### Brief:
Exactly the lines from the first line of the listing through the line containing "let result = match" should appear in the output, unchanged.

### Available data:
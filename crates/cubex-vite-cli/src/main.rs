//! cubex-vite CLI entry point.
//!
//! Parses arguments, initializes logging, and dispatches to the command.

use clap::Parser;
use cubex_vite_cli::{cli, commands, error, logger, ui};
use miette::Result;

#[tokio::main]
async fn main() -> Result<()> {
    let args = cli::Cli::parse();

    logger::init_logger(args.verbose, args.quiet, args.no_color);
    ui::init_colors(args.no_color);

    let cwd = args.cwd;
    let result = match args.command {
        cli::Command::Config(config_args) => commands::config_execute(config_args, cwd),
        cli::Command::Dev(dev_args) => commands::dev_execute(dev_args, cwd).await,
        cli::Command::Resolve(resolve_args) => commands::resolve_execute(resolve_args, cwd),
        cli::Command::Clean(clean_args) => commands::clean_execute(clean_args, cwd),
    };

    result.map_err(error::cli_error_to_miette)
}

### Exercise result:
filename crates/cubex-vite-cli/src/main.rs
//! cubex-vite CLI entry point.
//!
//! Parses arguments, initializes logging, and dispatches to the command.

use clap::Parser;
use cubex_vite_cli::{cli, commands, error, logger, ui};
use miette::Result;

#[tokio::main]
async fn main() -> Result<()> {
    let args = cli::Cli::parse();

    logger::init_logger(args.verbose, args.quiet, args.no_color);
    ui::init_colors(args.no_color);

    let cwd = args.cwd;
    let result = match args.command {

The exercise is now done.